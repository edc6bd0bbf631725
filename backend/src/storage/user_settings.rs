use shared::UserSettings;
use sqlx::Row;

use crate::storage::DbConnection;

/// Repository for per-user settings
#[derive(Clone)]
pub struct UserSettingsRepository {
    db: DbConnection,
}

impl UserSettingsRepository {
    pub fn new(db: DbConnection) -> Self {
        Self { db }
    }

    /// Get a user's settings row
    pub async fn get(&self, user_id: &str) -> Result<Option<UserSettings>, sqlx::Error> {
        let row = sqlx::query(
            r#"
            SELECT user_id, currency
            FROM user_settings
            WHERE user_id = ?
            "#,
        )
        .bind(user_id)
        .fetch_optional(self.db.pool())
        .await?;

        Ok(row.map(|r| UserSettings {
            user_id: r.get("user_id"),
            currency: r.get("currency"),
        }))
    }

    /// Insert a settings row. Ignored if one already exists, so concurrent
    /// first reads cannot race each other into an error.
    pub async fn insert(&self, user_id: &str, currency: &str) -> Result<(), sqlx::Error> {
        sqlx::query(
            r#"
            INSERT OR IGNORE INTO user_settings (user_id, currency)
            VALUES (?, ?)
            "#,
        )
        .bind(user_id)
        .bind(currency)
        .execute(self.db.pool())
        .await?;
        Ok(())
    }

    /// Update a user's currency preference, returning whether a row existed
    pub async fn update_currency(&self, user_id: &str, currency: &str) -> Result<bool, sqlx::Error> {
        let result = sqlx::query(
            r#"
            UPDATE user_settings SET currency = ? WHERE user_id = ?
            "#,
        )
        .bind(currency)
        .bind(user_id)
        .execute(self.db.pool())
        .await?;

        Ok(result.rows_affected() > 0)
    }
}
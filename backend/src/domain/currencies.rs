use shared::Currency;

/// Currency newly-created user settings default to
pub const DEFAULT_CURRENCY: &str = "INR";

const CURRENCIES: &[(&str, &str, &str)] = &[
    ("INR", "₹ Rupee", "hi-IN"),
    ("USD", "$ Dollar", "en-US"),
    ("EUR", "€ Euro", "de-DE"),
    ("GBP", "£ Pound", "en-GB"),
];

/// The supported currency table
pub fn supported() -> Vec<Currency> {
    CURRENCIES
        .iter()
        .map(|(value, label, locale)| Currency {
            value: value.to_string(),
            label: label.to_string(),
            locale: locale.to_string(),
        })
        .collect()
}

pub fn is_supported(code: &str) -> bool {
    CURRENCIES.iter().any(|(value, _, _)| *value == code)
}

_____

An exact, line-for-line copy is required: from the line containing "a row existed" through the final line of the listing above, both included, with nothing else.

    /// Update a user's currency preference, returning whether a row existed
    pub async fn update_currency(&self, user_id: &str, currency: &str) -> Result<bool, sqlx::Error> {
        let result = sqlx::query(
            r#"
            UPDATE user_settings SET currency = ? WHERE user_id = ?
            "#,
        )
        .bind(currency)
        .bind(user_id)
        .execute(self.db.pool())
        .await?;

        Ok(result.rows_affected() > 0)
    }
}
filename backend/src/domain/currencies.rs
use shared::Currency;

/// Currency newly-created user settings default to
pub const DEFAULT_CURRENCY: &str = "INR";

const CURRENCIES: &[(&str, &str, &str)] = &[
    ("INR", "₹ Rupee", "hi-IN"),
    ("USD", "$ Dollar", "en-US"),
    ("EUR", "€ Euro", "de-DE"),
    ("GBP", "£ Pound", "en-GB"),
];

/// The supported currency table
pub fn supported() -> Vec<Currency> {
    CURRENCIES
        .iter()
        .map(|(value, label, locale)| Currency {
            value: value.to_string(),
            label: label.to_string(),
            locale: locale.to_string(),
        })
        .collect()
}

pub fn is_supported(code: &str) -> bool {
    CURRENCIES.iter().any(|(value, _, _)| *value == code)
}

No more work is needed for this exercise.